=== AIM OF THE TASK ===
Render every entry exactly as it appears.

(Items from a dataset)
╔══

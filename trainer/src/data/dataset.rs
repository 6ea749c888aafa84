use machine_learning::MlErr;
use ndarray::Array4;
use rayon::prelude::*;

use crate::error::Result;

/// Single channel images held in memory, pixel values in `[0, 1]`.
#[derive(Debug, Clone)]
pub struct ImageDataset {
    pixels: Vec<f32>,
    rows: usize,
    cols: usize,
}

impl ImageDataset {
    /// Creates a new dataset from row-major images laid one after the other.
    ///
    /// # Arguments
    /// * `pixels` - The pixels of every image.
    /// * `rows` - The height of the images.
    /// * `cols` - The width of the images.
    ///
    /// # Errors
    /// If `pixels` doesn't hold a whole amount of images.
    pub fn new(pixels: Vec<f32>, rows: usize, cols: usize) -> Result<Self> {
        let image_len = rows * cols;
        if image_len == 0 || pixels.len() % image_len != 0 {
            return Err(MlErr::SizeMismatch {
                what: "dataset pixels",
                got: pixels.len(),
                expected: pixels.len().next_multiple_of(image_len.max(1)),
            }
            .into());
        }

        Ok(Self { pixels, rows, cols })
    }

    #[inline]
    pub fn len(&self) -> usize {
        self.pixels.len() / self.image_len()
    }

    #[inline]
    pub fn is_empty(&self) -> bool {
        self.pixels.is_empty()
    }

    #[inline]
    pub fn rows(&self) -> usize {
        self.rows
    }

    #[inline]
    pub fn cols(&self) -> usize {
        self.cols
    }

    #[inline]
    pub fn image_len(&self) -> usize {
        self.rows * self.cols
    }

    /// Returns the pixels of the image at `idx` (panics if out of bounds).
    #[inline]
    pub fn image(&self, idx: usize) -> &[f32] {
        let len = self.image_len();
        &self.pixels[idx * len..(idx + 1) * len]
    }

    /// Splits off the first `n` images.
    ///
    /// # Returns
    /// The remaining images and the first `n`, in that order.
    pub fn split_validation(mut self, n: usize) -> (Self, Self) {
        let at = (n * self.image_len()).min(self.pixels.len());
        let rest = self.pixels.split_off(at);

        let validation = Self {
            pixels: self.pixels,
            rows: self.rows,
            cols: self.cols,
        };
        let train = Self {
            pixels: rest,
            rows: self.rows,
            cols: self.cols,
        };

        (train, validation)
    }

    /// Gathers the images at `indices` into a `(batch, 1, rows, cols)` array.
    pub fn gather(&self, indices: &[usize]) -> Array4<f32> {
        let len = self.image_len();
        let mut batch = Array4::zeros((indices.len(), 1, self.rows, self.cols));

        if let Some(out) = batch.as_slice_mut() {
            out.par_chunks_mut(len)
                .zip(indices.par_iter())
                .for_each(|(dst, &idx)| dst.copy_from_slice(self.image(idx)));
        }

        batch
    }
}
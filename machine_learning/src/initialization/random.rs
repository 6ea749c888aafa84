use std::{cell::RefCell, rc::Rc};

use rand::Rng;
use rand_distr::{Distribution, Normal, Uniform};

use super::{ParamGen, Result, TruncatedNormal};

/// A parameter generator that follows a certain probabilistic distribution.
pub struct RandParamGen<R: Rng, D: Distribution<f32>> {
    rng: Rc<RefCell<R>>,
    distribution: D,
    remaining: usize,
}

impl<R: Rng, D: Distribution<f32>> RandParamGen<R, D> {
    /// Creates a new `RandParamGen` parameter generator.
    ///
    /// # Arguments
    /// * `rng` - A random number generator, shared with the other generators of the network.
    /// * `distribution` - The distribution to sample the random numbers from.
    /// * `limit` - The maximum amount of numbers to generate.
    pub fn new(rng: Rc<RefCell<R>>, distribution: D, limit: usize) -> Self {
        Self {
            rng,
            distribution,
            remaining: limit,
        }
    }
}

impl<R: Rng> RandParamGen<R, Uniform<f32>> {
    /// Creates a new `RandParamGen` parameter generator with a uniform distribution.
    ///
    /// # Arguments
    /// * `rng` - A random number generator.
    /// * `limit` - The maximum amount of numbers to generate.
    /// * `low` - The inclusive lower limit.
    /// * `high` - The exclusive upper limit.
    ///
    /// # Returns
    /// An error if the range is invalid (low > high).
    pub fn uniform(rng: Rc<RefCell<R>>, limit: usize, low: f32, high: f32) -> Result<Self> {
        Ok(Self::new(rng, Uniform::new(low, high)?, limit))
    }
}

impl<R: Rng> RandParamGen<R, Normal<f32>> {
    /// Creates a new `RandParamGen` parameter generator with a normal distribution.
    ///
    /// # Arguments
    /// * `rng` - A random number generator.
    /// * `limit` - The maximum amount of numbers to generate.
    /// * `mean` - The mean of the distribution.
    /// * `std_dev` - The standard deviation of the distribution.
    ///
    /// # Returns
    /// An error if `std_dev` is not finite (Nan or infinite).
    pub fn normal(rng: Rc<RefCell<R>>, limit: usize, mean: f32, std_dev: f32) -> Result<Self> {
        Ok(Self::new(rng, Normal::new(mean, std_dev)?, limit))
    }
}

impl<R: Rng> RandParamGen<R, TruncatedNormal> {
    /// Creates a new `RandParamGen` parameter generator with a normal distribution truncated at
    /// two standard deviations.
    ///
    /// # Arguments
    /// * `rng` - A random number generator.
    /// * `limit` - The maximum amount of numbers to generate.
    /// * `mean` - The mean of the distribution.
    /// * `std_dev` - The standard deviation of the untruncated distribution.
    ///
    /// # Returns
    /// An error if `std_dev` is not finite (Nan or infinite).
    pub fn truncated_normal(
        rng: Rc<RefCell<R>>,
        limit: usize,
        mean: f32,
        std_dev: f32,
    ) -> Result<Self> {
        Ok(Self::new(rng, TruncatedNormal::new(mean, std_dev)?, limit))
    }
}

impl<R: Rng, D: Distribution<f32>> ParamGen for RandParamGen<R, D> {
    fn sample(&mut self, mut n: usize) -> Option<Vec<f32>> {
        if self.remaining == 0 {
            return None;
        }

        n = n.min(self.remaining);
        self.remaining -= n;

        let mut rng = self.rng.borrow_mut();
        let sample = (0..n).map(|_| self.distribution.sample(&mut *rng)).collect();
        Some(sample)
    }
}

╚══

=== RESULT BELOW ===
filename trainer/src/data/dataset.rs
repository 6ea749c888aafa84
use machine_learning::MlErr;
use ndarray::Array4;
use rayon::prelude::*;

use crate::error::Result;

/// Single channel images held in memory, pixel values in `[0, 1]`.
#[derive(Debug, Clone)]
pub struct ImageDataset {
    pixels: Vec<f32>,
    rows: usize,
    cols: usize,
}

impl ImageDataset {
    /// Creates a new dataset from row-major images laid one after the other.
    ///
    /// # Arguments
    /// * `pixels` - The pixels of every image.
    /// * `rows` - The height of the images.
    /// * `cols` - The width of the images.
    ///
    /// # Errors
    /// If `pixels` doesn't hold a whole amount of images.
    pub fn new(pixels: Vec<f32>, rows: usize, cols: usize) -> Result<Self> {
        let image_len = rows * cols;
        if image_len == 0 || pixels.len() % image_len != 0 {
            return Err(MlErr::SizeMismatch {
                what: "dataset pixels",
                got: pixels.len(),
                expected: pixels.len().next_multiple_of(image_len.max(1)),
            }
            .into());
        }

        Ok(Self { pixels, rows, cols })
    }

    #[inline]
    pub fn len(&self) -> usize {
        self.pixels.len() / self.image_len()
    }

    #[inline]
    pub fn is_empty(&self) -> bool {
        self.pixels.is_empty()
    }

    #[inline]
    pub fn rows(&self) -> usize {
        self.rows
    }

    #[inline]
    pub fn cols(&self) -> usize {
        self.cols
    }

    #[inline]
    pub fn image_len(&self) -> usize {
        self.rows * self.cols
    }

    /// Returns the pixels of the image at `idx` (panics if out of bounds).
    #[inline]
    pub fn image(&self, idx: usize) -> &[f32] {
        let len = self.image_len();
        &self.pixels[idx * len..(idx + 1) * len]
    }

    /// Splits off the first `n` images.
    ///
    /// # Returns
    /// The remaining images and the first `n`, in that order.
    pub fn split_validation(mut self, n: usize) -> (Self, Self) {
        let at = (n * self.image_len()).min(self.pixels.len());
        let rest = self.pixels.split_off(at);

        let validation = Self {
            pixels: self.pixels,
            rows: self.rows,
            cols: self.cols,
        };
        let train = Self {
            pixels: rest,
            rows: self.rows,
            cols: self.cols,
        };

        (train, validation)
    }

    /// Gathers the images at `indices` into a `(batch, 1, rows, cols)` array.
    pub fn gather(&self, indices: &[usize]) -> Array4<f32> {
        let len = self.image_len();
        let mut batch = Array4::zeros((indices.len(), 1, self.rows, self.cols));

        if let Some(out) = batch.as_slice_mut() {
            out.par_chunks_mut(len)
                .zip(indices.par_iter())
                .for_each(|(dst, &idx)| dst.copy_from_slice(self.image(idx)));
        }

        batch
    }
}
filename machine_learning/src/initialization/random.rs
repository 6ea749c888aafa84
use std::{cell::RefCell, rc::Rc};

use rand::Rng;
use rand_distr::{Distribution, Normal, Uniform};

use super::{ParamGen, Result, TruncatedNormal};

/// A parameter generator that follows a certain probabilistic distribution.
pub struct RandParamGen<R: Rng, D: Distribution<f32>> {
    rng: Rc<RefCell<R>>,
    distribution: D,
    remaining: usize,
}

impl<R: Rng, D: Distribution<f32>> RandParamGen<R, D> {
    /// Creates a new `RandParamGen` parameter generator.
    ///
    /// # Arguments
    /// * `rng` - A random number generator, shared with the other generators of the network.
    /// * `distribution` - The distribution to sample the random numbers from.
    /// * `limit` - The maximum amount of numbers to generate.
    pub fn new(rng: Rc<RefCell<R>>, distribution: D, limit: usize) -> Self {
        Self {
            rng,
            distribution,
            remaining: limit,
        }
    }
}

impl<R: Rng> RandParamGen<R, Uniform<f32>> {
    /// Creates a new `RandParamGen` parameter generator with a uniform distribution.
    ///
    /// # Arguments
    /// * `rng` - A random number generator.
    /// * `limit` - The maximum amount of numbers to generate.
    /// * `low` - The inclusive lower limit.
    /// * `high` - The exclusive upper limit.
    ///
    /// # Returns
    /// An error if the range is invalid (low > high).
    pub fn uniform(rng: Rc<RefCell<R>>, limit: usize, low: f32, high: f32) -> Result<Self> {
        Ok(Self::new(rng, Uniform::new(low, high)?, limit))
    }
}

impl<R: Rng> RandParamGen<R, Normal<f32>> {
    /// Creates a new `RandParamGen` parameter generator with a normal distribution.
    ///
    /// # Arguments
    /// * `rng` - A random number generator.
    /// * `limit` - The maximum amount of numbers to generate.
    /// * `mean` - The mean of the distribution.
    /// * `std_dev` - The standard deviation of the distribution.
    ///
    /// # Returns
    /// An error if `std_dev` is not finite (Nan or infinite).
    pub fn normal(rng: Rc<RefCell<R>>, limit: usize, mean: f32, std_dev: f32) -> Result<Self> {
        Ok(Self::new(rng, Normal::new(mean, std_dev)?, limit))
    }
}

impl<R: Rng> RandParamGen<R, TruncatedNormal> {
    /// Creates a new `RandParamGen` parameter generator with a normal distribution truncated at
    /// two standard deviations.
    ///
    /// # Arguments
    /// * `rng` - A random number generator.
    /// * `limit` - The maximum amount of numbers to generate.
    /// * `mean` - The mean of the distribution.
    /// * `std_dev` - The standard deviation of the untruncated distribution.
    ///
    /// # Returns
    /// An error if `std_dev` is not finite (Nan or infinite).
    pub fn truncated_normal(
        rng: Rc<RefCell<R>>,
        limit: usize,
        mean: f32,
        std_dev: f32,
    ) -> Result<Self> {
        Ok(Self::new(rng, TruncatedNormal::new(mean, std_dev)?, limit))
    }
}

impl<R: Rng, D: Distribution<f32>> ParamGen for RandParamGen<R, D> {
    fn sample(&mut self, mut n: usize) -> Option<Vec<f32>> {
        if self.remaining == 0 {
            return None;
        }

        n = n.min(self.remaining);
        self.remaining -= n;

        let mut rng = self.rng.borrow_mut();
        let sample = (0..n).map(|_| self.distribution.sample(&mut *rng)).collect();
        Some(sample)
    }
}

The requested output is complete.